= Problem details =
Report every line of the records below that includes the string "async".

━━ Entries shown ━━

// ============================================================================
// Scheduled Notifications Across Days
// ============================================================================

mod schedule_tests {
    use super::*;

    #[tokio::test]
    async fn test_reminder_day_then_feedback_day() {
        let app = test_app();
        // Booked on the morning of the 14th for an 08:00 party on the 16th
        let mut booked = submission(NaiveDate::from_ymd_opt(2025, 7, 16).unwrap());
        if let Some(details) = booked.party_details.as_mut() {
            details.start_time = NaiveTime::from_hms_opt(8, 0, 0).unwrap();
        }
        let confirmation = app.intake.create_booking(booked).await.unwrap();
        app.reconciler
            .process(&completed_session_event("evt_dep", confirmation.order_id, "deposit"))
            .await
            .unwrap();

        // Day of booking: party is two days out, nothing fires
        let report = app.scheduler.run_all().await.unwrap();
        assert_eq!(report.party_reminders, ScanReport::default());
        assert_eq!(report.feedback_requests, ScanReport::default());

        // Morning of the 15th: the party is within 24 hours, reminder goes out
        app.clock.advance(Duration::hours(24));
        let report = app.scheduler.run_all().await.unwrap();
        assert_eq!(report.party_reminders.sent, 1);
        let reminders = app.notifier.reminders().await;
        assert_eq!(reminders.len(), 1);
        assert_eq!(reminders[0].party_date, NaiveDate::from_ymd_opt(2025, 7, 16).unwrap());
        assert_eq!(
            reminders[0].start_time,
            NaiveTime::from_hms_opt(8, 0, 0).unwrap()
        );

        // Morning of the 16th: the party has started, nothing fires
        app.clock.advance(Duration::hours(24));
        let report = app.scheduler.run_all().await.unwrap();
        assert_eq!(report.party_reminders, ScanReport::default());
        assert_eq!(report.feedback_requests, ScanReport::default());

        // The 17th: feedback request for yesterday's party
        app.clock.advance(Duration::hours(24));
        let report = app.scheduler.run_all().await.unwrap();
        assert_eq!(report.feedback_requests.sent, 1);
        let requests = app.notifier.feedback_requests().await;
        assert_eq!(requests.len(), 1);
        assert_eq!(requests[0].child_name, "Ruby");

        // The 18th: everything has been said
        app.clock.advance(Duration::hours(24));
        let report = app.scheduler.run_all().await.unwrap();
        assert_eq!(report.feedback_requests, ScanReport::default());
    }

    #[tokio::test]
    async fn test_balance_due_notice_three_days_ahead() {
        let app = test_app();
        // Party on the 17th, three days after booking day
        let confirmation = book(&app, NaiveDate::from_ymd_opt(2025, 7, 17).unwrap()).await;
        app.reconciler
            .process(&completed_session_event("evt_dep", confirmation.order_id, "deposit"))
            .await
            .unwrap();

        let report = app.scheduler.run_payment_due().await.unwrap();

        assert_eq!(report.sent, 1);
        let notices = app.notifier.balance_notices().await;
        assert_eq!(notices[0].outstanding, aud(315_000));
        assert_eq!(notices[0].order_number, confirmation.order_number);
        assert_eq!(
            notices[0].due_date,
            NaiveDate::from_ymd_opt(2025, 7, 17).unwrap()
        );

        // Once the balance is settled the order drops out of the scan
        app.reconciler
            .process(&completed_session_event("evt_bal", confirmation.order_id, "full_payment"))
            .await
            .unwrap();
        let report = app.scheduler.run_payment_due().await.unwrap();
        assert_eq!(report, ScanReport::default());
    }
}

━━━

= Answer to this task =
    async fn test_reminder_day_then_feedback_day() {
    async fn test_balance_due_notice_three_days_ahead() {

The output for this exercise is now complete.